=== Begin Enclosure ===
//! Notification channel registration.
//!
//! Declares the two fixed delivery channels with the host notification
//! subsystem at app start. Registration is idempotent by platform contract:
//! re-declaring an existing channel id neither duplicates it nor resets
//! user-customized settings. Hosts without a channel concept are skipped
//! cleanly via the capability check, never by catching a failure.

use serde::Serialize;
use tracing::{debug, info};

/// Channel id for standard upcoming-subscription reminders.
pub const CHANNEL_SUBSCRIPTION_REMINDERS: &str = "subscription_reminders";
/// Channel id for imminent-billing alerts that bypass do-not-disturb.
pub const CHANNEL_CRITICAL_ALERTS: &str = "critical_alerts";

/// Delivery priority of a channel. Serialized out with [`ChannelSpec`],
/// never parsed back.
#[derive(Debug, Clone, Copy, PartialEq, Eq, Serialize)]
#[serde(rename_all = "snake_case")]
pub enum Importance {
    /// Heads-up delivery.
    High,
    /// Highest priority the platform offers.
    Max,
}

/// Static description of one delivery channel. External components address
/// notifications to these ids, so they are stable identifiers. Serialized
/// (not parsed) when handed across the host bridge, hence no `Deserialize`.
#[derive(Debug, Clone, PartialEq, Eq, Serialize)]
pub struct ChannelSpec {
    /// Stable channel identifier.
    pub id: &'static str,
    /// User-visible channel name.
    pub name: &'static str,
    /// User-visible description.
    pub description: &'static str,
    /// Delivery priority.
    pub importance: Importance,
    /// Vibrate on delivery.
    pub vibration: bool,
    /// Flash the notification light on delivery.
    pub lights: bool,
    /// Deliver even while do-not-disturb is active.
    pub bypass_dnd: bool,
}

/// The two channels SubGuard ships with, in registration order.
#[must_use]
pub const fn builtin_channels() -> [ChannelSpec; 2] {
    [
        ChannelSpec {
            id: CHANNEL_SUBSCRIPTION_REMINDERS,
            name: "Subscription Reminders",
            description: "Standard reminders for upcoming subscriptions",
            importance: Importance::High,
            vibration: true,
            lights: true,
            bypass_dnd: false,
        },
        ChannelSpec {
            id: CHANNEL_CRITICAL_ALERTS,
            name: "Critical Billing Alerts",
            description: "Critical alerts for imminent billing",
            importance: Importance::Max,
            vibration: true,
            lights: true,
            bypass_dnd: true,
        },
    ]
}

/// Host notification subsystem seam.
///
/// `create_channel` is only called after `supports_channels` returns true,
/// and must uphold the platform's idempotency contract for repeated ids.
pub trait NotificationBackend {
    /// Whether this host has a notification-channel concept at all.
    fn supports_channels(&self) -> bool;

    /// Declare one channel with the host.
    fn create_channel(&self, spec: &ChannelSpec);
}

/// What [`register_channels`] did.
#[derive(Debug, Clone, Copy, PartialEq, Eq)]
pub enum RegistrationOutcome {
    /// Host has no channel concept; nothing was declared.
    Skipped,
    /// All channels were declared with the host.
    Registered(usize),
}

/// Declare the built-in channels with the host. Invoked once at UI start;
/// safe to invoke on every launch.
pub fn register_channels(backend: &dyn NotificationBackend) -> RegistrationOutcome {
    if !backend.supports_channels() {
        debug!("host has no notification channel support, skipping registration");
        return RegistrationOutcome::Skipped;
    }

    let channels = builtin_channels();
    for spec in &channels {
        backend.create_channel(spec);
    }
    info!(count = channels.len(), "notification channels registered");
    RegistrationOutcome::Registered(channels.len())
}

#[cfg(test)]
mod tests {
    use parking_lot::Mutex;

    use super::{
        CHANNEL_CRITICAL_ALERTS, CHANNEL_SUBSCRIPTION_REMINDERS, ChannelSpec, Importance,
        NotificationBackend, RegistrationOutcome, builtin_channels, register_channels,
    };

    /// Backend double that mimics the platform's dedup-by-id contract.
    #[derive(Default)]
    struct RecordingBackend {
        supported: bool,
        channels: Mutex<Vec<ChannelSpec>>,
    }

    impl RecordingBackend {
        fn supporting() -> Self {
            Self {
                supported: true,
                channels: Mutex::new(Vec::new()),
            }
        }
    }

    impl NotificationBackend for RecordingBackend {
        fn supports_channels(&self) -> bool {
            self.supported
        }

        fn create_channel(&self, spec: &ChannelSpec) {
            let mut channels = self.channels.lock();
            // Re-registration with an existing id is a no-op, as the
            // platform guarantees.
            if !channels.iter().any(|existing| existing.id == spec.id) {
                channels.push(spec.clone());
            }
        }
    }

    #[test]
    fn builtin_channels_match_shipped_attributes() {
        let [standard, critical] = builtin_channels();

        assert_eq!(standard.id, CHANNEL_SUBSCRIPTION_REMINDERS);
        assert_eq!(standard.name, "Subscription Reminders");
        assert_eq!(standard.importance, Importance::High);
        assert!(standard.vibration && standard.lights);
        assert!(!standard.bypass_dnd);

        assert_eq!(critical.id, CHANNEL_CRITICAL_ALERTS);
        assert_eq!(critical.name, "Critical Billing Alerts");
        assert_eq!(critical.importance, Importance::Max);
        assert!(critical.vibration && critical.lights);
        assert!(critical.bypass_dnd);
    }

    #[test]
    fn registers_both_channels_in_order() {
        let backend = RecordingBackend::supporting();
        assert_eq!(
            register_channels(&backend),
            RegistrationOutcome::Registered(2)
        );
        let channels = backend.channels.lock();
        assert_eq!(channels.len(), 2);
        assert_eq!(channels[0].id, CHANNEL_SUBSCRIPTION_REMINDERS);
        assert_eq!(channels[1].id, CHANNEL_CRITICAL_ALERTS);
    }

    #[test]
    fn repeated_registration_leaves_exactly_two_channels() {
        let backend = RecordingBackend::supporting();
        register_channels(&backend);
        register_channels(&backend);
        assert_eq!(backend.channels.lock().len(), 2);
    }

    #[test]
    fn unsupported_host_is_skipped_cleanly() {
        let backend = RecordingBackend::default();
        assert_eq!(register_channels(&backend), RegistrationOutcome::Skipped);
        assert!(backend.channels.lock().is_empty());
    }

    #[test]
    fn spec_serializes_for_host_bridge() {
        let [standard, _] = builtin_channels();
        let json = serde_json::to_string(&standard).unwrap();
        assert!(json.contains("\"id\":\"subscription_reminders\""));
        assert!(json.contains("\"importance\":\"high\""));
    }
}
=== End Enclosure ===
▶ [ABOUT THIS TASK]:
Each line of the data that has the string "json" should be returned.

▶ [SOLUTION FOR THIS EXERCISE]:
        let json = serde_json::to_string(&standard).unwrap();
        assert!(json.contains("\"id\":\"subscription_reminders\""));
        assert!(json.contains("\"importance\":\"high\""));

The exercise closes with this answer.